++++ WORKING DATA

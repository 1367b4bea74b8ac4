//! # src/test_utils.rs
//!
//! Zentrale Hilfsfunktionen für alle Tests (intern und extern).
//! Stellt deterministische Herausgeber-Identitäten und vorkonfigurierte
//! `TokenService`-Instanzen über In-Memory-Backends bereit.

use lazy_static::lazy_static;
use rust_decimal::Decimal;

use crate::models::config::{GiftTokenConfig, OperationalMode};
use crate::models::keypair::IssuerKeypair;
use crate::services::crypto_utils::generate_ed25519_keypair_for_tests;
use crate::services::key_manager::KeyManager;
use crate::services::rate_service::{FixedRateOracle, RateOracle, RateOracleError};
use crate::services::token_service::TokenService;
use crate::storage::memory::{InMemoryKeyStore, InMemoryLedger};
use crate::storage::RedemptionLedger;

/// Erstellt ein deterministisches Herausgeber-Schlüsselpaar aus einem Seed.
pub fn deterministic_issuer_keypair(seed: &str) -> IssuerKeypair {
    let (_, signing_key) = generate_ed25519_keypair_for_tests(Some(seed));
    IssuerKeypair::from_signing_key(signing_key)
}

lazy_static! {
    /// Der Standard-Herausgeber, der in allen Tests wiederverwendet wird.
    pub static ref ISSUER: IssuerKeypair = deterministic_issuer_keypair("issuer-main");

    /// Ein zweiter, unabhängiger Herausgeber für Fremdschlüssel-Szenarien.
    pub static ref SECOND_ISSUER: IssuerKeypair = deterministic_issuer_keypair("issuer-second");
}

/// Ein Orakel, dessen Abruf immer fehlschlägt (für Fallback- und
/// `RateUnavailable`-Szenarien).
pub struct FailingOracle;

impl RateOracle for FailingOracle {
    fn fetch_rate(&self, _currency: &str) -> Result<Decimal, RateOracleError> {
        Err(RateOracleError::FetchFailed(
            "simulated oracle outage".to_string(),
        ))
    }
}

/// Eine Standard-Konfiguration für Tests: EUR, zwei Nachkommastellen,
/// kein Fallback-Kurs.
pub fn test_config(mode: OperationalMode) -> GiftTokenConfig {
    GiftTokenConfig {
        mode,
        currency: "EUR".to_string(),
        currency_decimal_places: 2,
        fallback_rate: None,
    }
}

/// Erstellt einen vollständig konfigurierbaren In-Memory-`TokenService`.
///
/// Der Schlüssel-Store wird mit dem deterministischen `ISSUER` vorbesetzt,
/// sodass Tokens über mehrere Service-Instanzen hinweg prüfbar bleiben.
pub fn setup_service(
    config: GiftTokenConfig,
    ledger: Box<dyn RedemptionLedger>,
    oracle: Box<dyn RateOracle>,
) -> TokenService {
    let key_manager = KeyManager::new(Box::new(InMemoryKeyStore::with_keypair(ISSUER.clone())));
    TokenService::new(&key_manager, ledger, config, oracle)
        .expect("Failed to create TokenService in test setup")
}

/// Erstellt einen In-Memory-`TokenService` mit leerem Ledger und einem
/// Festkurs-Orakel (Kurs 0, da die meisten Tests keinen Kurs benötigen).
pub fn setup_in_memory_service(mode: OperationalMode) -> TokenService {
    setup_service(
        test_config(mode),
        Box::new(InMemoryLedger::new()),
        Box::new(FixedRateOracle::new(Decimal::ZERO)),
    )
}

/// Erstellt einen In-Memory-`TokenService` mit Festkurs-Orakel.
pub fn setup_service_with_rate(mode: OperationalMode, rate: Decimal) -> TokenService {
    setup_service(
        test_config(mode),
        Box::new(InMemoryLedger::new()),
        Box::new(FixedRateOracle::new(rate)),
    )
}
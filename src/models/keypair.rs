//! # keypair.rs
//!
//! Definiert das Signatur-Schlüsselpaar des Herausgebers. Der private
//! Schlüssel wird sicher im Speicher gehalten und beim Verlassen des
//! Gültigkeitsbereichs genullt.

use ed25519_dalek::{SigningKey, VerifyingKey as EdPublicKey};
use zeroize::ZeroizeOnDrop;

/// Das Ed25519-Schlüsselpaar, mit dem Tokens signiert und geprüft werden.
///
/// Wird exklusiv vom `KeyManager` verwaltet; die Token-Engine erhält nur
/// Referenzen auf die einzelnen Schlüsselhälften. Der private Schlüssel wird
/// nicht serialisiert und verlässt die Bibliothek nur über den `KeyStore`.
#[derive(Clone, ZeroizeOnDrop)]
pub struct IssuerKeypair {
    /// Der private Ed25519-Signaturschlüssel.
    pub signing_key: SigningKey,
    /// Der öffentliche Ed25519-Prüfschlüssel, abgeleitet vom privaten Schlüssel.
    #[zeroize(skip)]
    pub public_key: EdPublicKey,
}

impl IssuerKeypair {
    /// Konstruiert das Paar aus dem privaten Schlüssel; die öffentliche Hälfte
    /// wird deterministisch abgeleitet.
    pub fn from_signing_key(signing_key: SigningKey) -> Self {
        let public_key = signing_key.verifying_key();
        IssuerKeypair {
            signing_key,
            public_key,
        }
    }
}
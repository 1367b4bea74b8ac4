//! # src/error.rs
//!
//! Definiert den zentralen Fehlertyp für die gesamte gift_token_core-Bibliothek.
//! Verwendet `thiserror` zur einfachen Erstellung von aussagekräftigen Fehlern
//! und zur automatischen Konvertierung von untergeordneten Fehlertypen.

use thiserror::Error;

use crate::models::redemption::RedemptionRecord;
use crate::services::key_manager::KeyManagerError;
use crate::services::token_engine::TokenEngineError;
use crate::storage::StorageError;

/// Der zentrale Fehlertyp für alle Operationen in der `gift_token_core`-Bibliothek.
///
/// Dieser Enum fasst Fehler aus allen Modulen (Engine, Key Manager, Speicher,
/// Kursdienst) an einem Ort zusammen und bildet die einheitliche Fehler-API
/// der Bibliothek.
#[derive(Error, Debug)]
pub enum GiftTokenCoreError {
    /// Ein Fehler aus der Token-Engine (ungültiger Betrag, fehlgeschlagene Prüfung).
    /// Kapselt den spezifischeren `TokenEngineError`-Typ.
    #[error("Token Engine Error: {0}")]
    Engine(#[from] TokenEngineError),

    /// Ein Fehler bei der Bereitstellung des Signatur-Schlüsselpaars.
    #[error("Key Manager Error: {0}")]
    KeyManager(#[from] KeyManagerError),

    /// Ein Fehler, der während einer Speicheroperation (Ledger, Schlüssel) aufgetreten ist.
    #[error("Storage Error: {0}")]
    Storage(#[from] StorageError),

    /// Der Token konnte nicht eingelöst werden, weil er weder strukturell noch
    /// kryptographisch gültig ist. Die genaue Ursache (fehlerhafte Struktur oder
    /// gefälschte Signatur) wird nach außen bewusst nicht unterschieden.
    #[error("Invalid token.")]
    InvalidToken,

    /// Der Token wurde bereits eingelöst. Dies ist ein reguläres Geschäftsergebnis,
    /// kein Systemfehler; der vorhandene Einlöse-Datensatz wird mitgeliefert.
    #[error("Token has already been redeemed at {}.", .0.redeemed_at)]
    AlreadyRedeemed(RedemptionRecord),

    /// Es ist kein Wechselkurs verfügbar: Der Orakel-Abruf schlug fehl und es
    /// existiert weder ein zwischengespeicherter noch ein konfigurierter
    /// Fallback-Kurs.
    #[error("Exchange rate unavailable: {0}")]
    RateUnavailable(String),

    /// Ein Betrag hat mehr Nachkommastellen, als die Konfiguration erlaubt.
    #[error("Amount precision exceeded: allowed {allowed} decimal places, found {found}.")]
    AmountPrecisionExceeded { allowed: u32, found: u32 },

    /// Ein Fehler bei der Verarbeitung von JSON (Serialisierung oder Deserialisierung).
    #[error("JSON Processing Error: {0}")]
    Json(#[from] serde_json::Error),

    /// Ein Fehler bei der Deserialisierung von TOML (z.B. beim Laden der Konfiguration).
    #[error("TOML Deserialization Error: {0}")]
    Toml(#[from] toml::de::Error),

    /// Ein Fehler bei der Konvertierung oder Berechnung von Beträgen.
    #[error("Amount Conversion Error: {0}")]
    AmountConversion(#[from] rust_decimal::Error),

    /// Ein Fehler bei I/O-Operationen.
    #[error("I/O error: {0}")]
    Io(#[from] std::io::Error),

    /// Ein allgemeiner Fehler, der für verschiedene Zwecke verwendet werden kann.
    #[error("Generic error: {0}")]
    Generic(String),
}
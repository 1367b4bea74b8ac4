//! # src/models/mod.rs
//!
//! Bündelt die Kern-Datenstrukturen der Bibliothek: Token-Zustände,
//! Einlöse-Datensätze, Konfiguration und das Schlüsselpaar des Herausgebers.

pub mod config;
pub mod keypair;
pub mod redemption;
pub mod token;
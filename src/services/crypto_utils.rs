// Zufallszahlengenerierung
use rand_core::OsRng;
use rand_core::RngCore;

// Kryptografische Hashes (SHA-2)
use sha2::{Digest, Sha256, Sha512};

// Ed25519 Signaturen
use ed25519_dalek::{Signature, Signer, SigningKey, Verifier, VerifyingKey as EdPublicKey};

// Base64url-Kodierung für das Token-Drahtformat
use base64::{engine::general_purpose::URL_SAFE_NO_PAD, Engine as _};

use std::convert::TryInto;

use thiserror::Error;

/// Fehlertyp für den Fall, dass der sichere Zufallszahlengenerator des
/// Betriebssystems nicht verfügbar ist. Ohne CSPRNG darf kein Schlüssel und
/// keine Nonce erzeugt werden.
#[derive(Debug, Error)]
#[error("Secure random number generator unavailable: {0}")]
pub struct CryptoUnavailable(pub String);

/// Generates a fresh Ed25519 signing keypair from the operating system CSPRNG.
///
/// # Errors
///
/// Returns `CryptoUnavailable` if the OS random number generator cannot
/// provide entropy. Callers must treat this as fatal and abort initialization
/// rather than operate without a key.
pub fn generate_signing_keypair() -> Result<(EdPublicKey, SigningKey), CryptoUnavailable> {
    let mut csprng = OsRng;
    let mut key_bytes = [0u8; 32];
    csprng
        .try_fill_bytes(&mut key_bytes)
        .map_err(|e| CryptoUnavailable(e.to_string()))?;

    let signing_key = SigningKey::from_bytes(&key_bytes);
    Ok((signing_key.verifying_key(), signing_key))
}

/// Erzeugt ein zufälliges oder deterministisches Ed25519-Schlüsselpaar für Testzwecke.
///
/// # Warnung
/// **Diese Funktion ist NICHT für den produktiven Einsatz geeignet!**
/// Der deterministische Pfad verwendet eine einfache Hash-Funktion und ist nicht
/// gegen Brute-Force-Angriffe gehärtet. Er dient ausschließlich dazu, in Tests
/// reproduzierbare Schlüsselpaare zu erzeugen.
///
/// # Arguments
/// * `seed` - Ein optionaler String.
///   - `None`: Erzeugt ein vollständig zufälliges, neues Schlüsselpaar.
///   - `Some(seed_str)`: Erzeugt ein deterministisches Schlüsselpaar aus dem Seed-String.
///
/// # Returns
/// Ein Tupel, das den öffentlichen und den privaten Ed25519-Schlüssel enthält.
pub fn generate_ed25519_keypair_for_tests(seed: Option<&str>) -> (EdPublicKey, SigningKey) {
    if let Some(seed_str) = seed {
        // Deterministischer Pfad: Seed hashen, um einen 32-Byte-Schlüssel zu erzeugen.
        let mut hasher = Sha512::new();
        hasher.update(seed_str.as_bytes());
        let hash_result = hasher.finalize();
        let key_bytes: [u8; 32] = hash_result[..32]
            .try_into()
            .expect("Hash output must be 64 bytes");

        let signing_key = SigningKey::from_bytes(&key_bytes);
        (signing_key.verifying_key(), signing_key)
    } else {
        // Sicherer, zufälliger Pfad für allgemeine Tests.
        let mut csprng = OsRng;
        let mut key_bytes = [0u8; 32];
        csprng.fill_bytes(&mut key_bytes);

        let signing_key = SigningKey::from_bytes(&key_bytes);
        (signing_key.verifying_key(), signing_key)
    }
}

/// Draws `N` fresh random bytes from the OS CSPRNG, e.g. for token nonces.
///
/// # Errors
///
/// Returns `CryptoUnavailable` if the OS random number generator fails.
pub fn random_bytes<const N: usize>() -> Result<[u8; N], CryptoUnavailable> {
    let mut bytes = [0u8; N];
    OsRng
        .try_fill_bytes(&mut bytes)
        .map_err(|e| CryptoUnavailable(e.to_string()))?;
    Ok(bytes)
}

/// Signs a message with an Ed25519 signing key.
///
/// # Arguments
///
/// * `signing_key` - The Ed25519 signing key.
/// * `message` - The message to be signed.
///
/// # Returns
///
/// The signature.
pub fn sign_ed25519(signing_key: &SigningKey, message: &[u8]) -> Signature {
    signing_key.sign(message)
}

/// Verifies an Ed25519 signature.
///
/// # Arguments
///
/// * `public_key` - The Ed25519 public key.
/// * `message` - The message to be verified.
/// * `signature` - The signature to be verified.
///
/// # Returns
///
/// `true` if the signature is valid, `false` otherwise.
pub fn verify_ed25519(public_key: &EdPublicKey, message: &[u8], signature: &Signature) -> bool {
    public_key.verify(message, signature).is_ok()
}

/// Encodes bytes as base64url without padding (`-`/`_` alphabet).
pub fn encode_base64url(bytes: impl AsRef<[u8]>) -> String {
    URL_SAFE_NO_PAD.encode(bytes.as_ref())
}

/// Decodes a base64url string without padding.
///
/// # Errors
///
/// Returns the underlying decode error if the input is not valid base64url.
pub fn decode_base64url(input: &str) -> Result<Vec<u8>, base64::DecodeError> {
    URL_SAFE_NO_PAD.decode(input)
}

/// Computes a short, human-readable fingerprint of a public key.
///
/// The fingerprint is the base58-encoded first 8 bytes of the SHA-256 hash of
/// the key. It is used for log output and CLI display, never for verification.
pub fn key_fingerprint(public_key: &EdPublicKey) -> String {
    let mut hasher = Sha256::new();
    hasher.update(public_key.as_bytes());
    let hash_bytes = hasher.finalize();
    bs58::encode(&hash_bytes[..8]).into_string()
}
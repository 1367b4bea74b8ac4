//! # gift_token_core
//!
//! Die Kernlogik eines Geschenk-Token-Systems: kryptographisch prüfbare
//! Inhaber-Tokens, deren Betrag ohne Datenbank-Zugriff aus der Signatur
//! rekonstruiert wird, ein Einlöse-Ledger mit At-most-once-Garantie sowie die
//! Satoshi⇄Währungs-Umrechnung und die Ausgabe von Wechsel-Tokens.

// Deklariert die Hauptmodule der Bibliothek und macht sie öffentlich.
pub mod error;
pub mod models;
pub mod services;
pub mod storage;
pub mod test_utils;

// Re-exportiert die wichtigsten öffentlichen Typen für eine einfachere Nutzung.
// Anstatt `gift_token_lib::models::token::TokenState` können Benutzer nun
// `gift_token_lib::TokenState` schreiben.

// Fehler
pub use error::GiftTokenCoreError;

// Modelle
pub use models::config::{GiftTokenConfig, OperationalMode};
pub use models::keypair::IssuerKeypair;
pub use models::redemption::RedemptionRecord;
pub use models::token::{TokenState, VerifiedToken};

// Services
pub use services::crypto_utils;
pub use services::key_manager::{KeyManager, KeyManagerError};
pub use services::rate_service::{
    ExchangeRate, FixedRateOracle, RateOracle, RateOracleError, RateService,
};
pub use services::token_engine::{TokenEngineError, MAX_AMOUNT, NONCE_SIZE, TOKEN_PREFIX, TOKEN_SEPARATOR};
pub use services::token_service::{TokenService, TokenSettlement};

// Speicher
pub use storage::{KeyStore, RedeemOutcome, RedemptionLedger, StorageError};
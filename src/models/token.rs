//! # token.rs
//!
//! Definiert die Datenstrukturen rund um das Ergebnis einer Token-Prüfung.
//! Der serialisierte Token selbst ist ein reiner String (siehe
//! `services::token_engine`); diese Strukturen beschreiben, was die
//! Bibliothek über einen geprüften Token weiß.

use serde::{Deserialize, Serialize};

use crate::models::redemption::RedemptionRecord;

/// Das Ergebnis einer erfolgreichen kryptographischen Token-Prüfung.
///
/// Der Betrag ist nicht im Token gespeichert, sondern wird während der
/// Verifikation rekonstruiert (siehe `token_engine::verify_token`).
#[derive(Serialize, Deserialize, Debug, Clone, PartialEq, Eq)]
pub struct VerifiedToken {
    /// Der vollständige, serialisierte Token-String.
    pub token: String,
    /// Der rekonstruierte Betrag in der Einheit des Betriebsmodus.
    pub amount: u64,
    /// Die zufälligen Nonce-Bytes des Tokens.
    pub nonce: Vec<u8>,
}

/// Repräsentiert den übergeordneten Zustand eines Tokens aus Sicht des
/// `TokenService`. Dieser Zustand wird nicht im Token selbst gespeichert,
/// sondern ergibt sich aus der kryptographischen Prüfung und dem Ledger.
#[derive(Serialize, Deserialize, Debug, Clone, PartialEq)]
pub enum TokenState {
    /// Der Token ist strukturell fehlerhaft oder kryptographisch ungültig.
    /// Die beiden Ursachen werden nach außen bewusst nicht unterschieden.
    Invalid,
    /// Der Token ist gültig und wurde noch nicht eingelöst.
    ValidUnredeemed(VerifiedToken),
    /// Der Token ist kryptographisch gültig, wurde aber bereits eingelöst.
    /// Der vorhandene Einlöse-Datensatz wird zur Anzeige mitgeliefert.
    ValidButRedeemed(VerifiedToken, RedemptionRecord),
}

impl TokenState {
    /// Gibt an, ob der Token kryptographisch gültig ist (unabhängig vom Einlöse-Status).
    pub fn is_valid(&self) -> bool {
        !matches!(self, TokenState::Invalid)
    }

    /// Der rekonstruierte Betrag, falls der Token gültig ist.
    pub fn amount(&self) -> Option<u64> {
        match self {
            TokenState::Invalid => None,
            TokenState::ValidUnredeemed(v) | TokenState::ValidButRedeemed(v, _) => Some(v.amount),
        }
    }

    /// Gibt an, ob der Token bereits eingelöst wurde.
    pub fn is_redeemed(&self) -> bool {
        matches!(self, TokenState::ValidButRedeemed(_, _))
    }
}
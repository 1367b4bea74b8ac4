//! # config.rs
//!
//! Definiert die explizite Konfiguration des `TokenService`. Der Betriebsmodus
//! und die Währungsparameter werden bei der Konstruktion übergeben statt als
//! globaler Zustand gehalten; so bleibt jede Instanz unabhängig testbar.

use rust_decimal::Decimal;
use serde::{Deserialize, Serialize};

use crate::error::GiftTokenCoreError;

/// Der Betriebsmodus legt fest, wie der ganzzahlige Betrag eines Tokens
/// interpretiert wird. Er ändert niemals das Token-Format, nur die
/// Interpretation und Umrechnung des Betrags.
#[derive(Serialize, Deserialize, Debug, Clone, Copy, PartialEq, Eq)]
#[serde(rename_all = "snake_case")]
pub enum OperationalMode {
    /// Der Betrag ist bereits in der Anzeigewährung des Händlers denominiert.
    StoreCurrency,
    /// Der Betrag ist in Satoshi denominiert und wird beim Anwenden über den
    /// zwischengespeicherten Wechselkurs in die Anzeigewährung umgerechnet.
    SatoshiConversion,
    /// Der Betrag bleibt in Satoshi und wird erst in einem nachgelagerten
    /// Zahlungsschritt verrechnet.
    DirectSatoshi,
}

/// Die vollständige Konfiguration des `TokenService`.
///
/// Kann aus einem TOML-String geladen werden; fehlende Felder fallen auf die
/// Default-Werte zurück.
#[derive(Serialize, Deserialize, Debug, Clone, PartialEq)]
#[serde(default)]
pub struct GiftTokenConfig {
    /// Der Betriebsmodus für die Interpretation von Token-Beträgen.
    pub mode: OperationalMode,
    /// Das Kürzel der Anzeigewährung (z.B. "EUR"), wird dem Kurs-Orakel übergeben.
    pub currency: String,
    /// Die maximal erlaubte Anzahl an Nachkommastellen für Währungsbeträge.
    pub currency_decimal_places: u32,
    /// Der Fallback-Kurs (Währungseinheiten pro Satoshi), falls das Orakel
    /// nicht erreichbar ist. Ohne Fallback schlägt die Umrechnung dann fehl.
    pub fallback_rate: Option<Decimal>,
}

impl Default for GiftTokenConfig {
    fn default() -> Self {
        GiftTokenConfig {
            mode: OperationalMode::StoreCurrency,
            currency: "EUR".to_string(),
            currency_decimal_places: 2,
            fallback_rate: None,
        }
    }
}

impl GiftTokenConfig {
    /// Nimmt einen TOML-String entgegen und deserialisiert ihn in eine `GiftTokenConfig`.
    pub fn from_toml_str(toml_str: &str) -> Result<Self, GiftTokenCoreError> {
        let config: GiftTokenConfig = toml::from_str(toml_str)?;
        Ok(config)
    }
}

++++++++

EXERCISE |
Give the lines again, exactly as they stand, from the beginning of the data through the line with "über In-Memory-Backends bereit.".

ANSWER SPACE |
repository 1367b4bea74b8ac4
//! # src/test_utils.rs
//!
//! Zentrale Hilfsfunktionen für alle Tests (intern und extern).
//! Stellt deterministische Herausgeber-Identitäten und vorkonfigurierte
//! `TokenService`-Instanzen über In-Memory-Backends bereit.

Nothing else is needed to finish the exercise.